(Stored data entries)

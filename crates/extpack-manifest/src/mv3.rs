//! Manifest V3 schema

use extpack_config::{Browser, ManifestVersion};
use serde_json::{json, Map, Value};

use crate::builder::ExtensionManifest;
use crate::schema::{append_unique, ManifestSchema};

pub struct Mv3Schema;

impl ManifestSchema for Mv3Schema {
    const VERSION: ManifestVersion = ManifestVersion::Mv3;

    fn action_key() -> &'static str {
        "action"
    }

    fn background(scripts: &[String], browser: Browser) -> Value {
        match scripts.first() {
            Some(worker) if browser.supports_service_worker() => {
                json!({ "service_worker": worker, "type": "module" })
            }
            _ => json!({ "scripts": scripts, "type": "module" }),
        }
    }

    fn grant_hosts(manifest: &mut Map<String, Value>, hosts: &[&str]) {
        append_unique(manifest, "host_permissions", hosts);
    }
}

/// Builder for MV3 manifests
pub type ManifestV3 = ExtensionManifest<Mv3Schema>;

● **Task item**:
Exactly reproduce every line found in the records.

● **Reply**:
filename crates/extpack-manifest/src/mv3.rs
//! Manifest V3 schema

use extpack_config::{Browser, ManifestVersion};
use serde_json::{json, Map, Value};

use crate::builder::ExtensionManifest;
use crate::schema::{append_unique, ManifestSchema};

pub struct Mv3Schema;

impl ManifestSchema for Mv3Schema {
    const VERSION: ManifestVersion = ManifestVersion::Mv3;

    fn action_key() -> &'static str {
        "action"
    }

    fn background(scripts: &[String], browser: Browser) -> Value {
        match scripts.first() {
            Some(worker) if browser.supports_service_worker() => {
                json!({ "service_worker": worker, "type": "module" })
            }
            _ => json!({ "scripts": scripts, "type": "module" }),
        }
    }

    fn grant_hosts(manifest: &mut Map<String, Value>, hosts: &[&str]) {
        append_unique(manifest, "host_permissions", hosts);
    }
}

/// Builder for MV3 manifests
pub type ManifestV3 = ExtensionManifest<Mv3Schema>;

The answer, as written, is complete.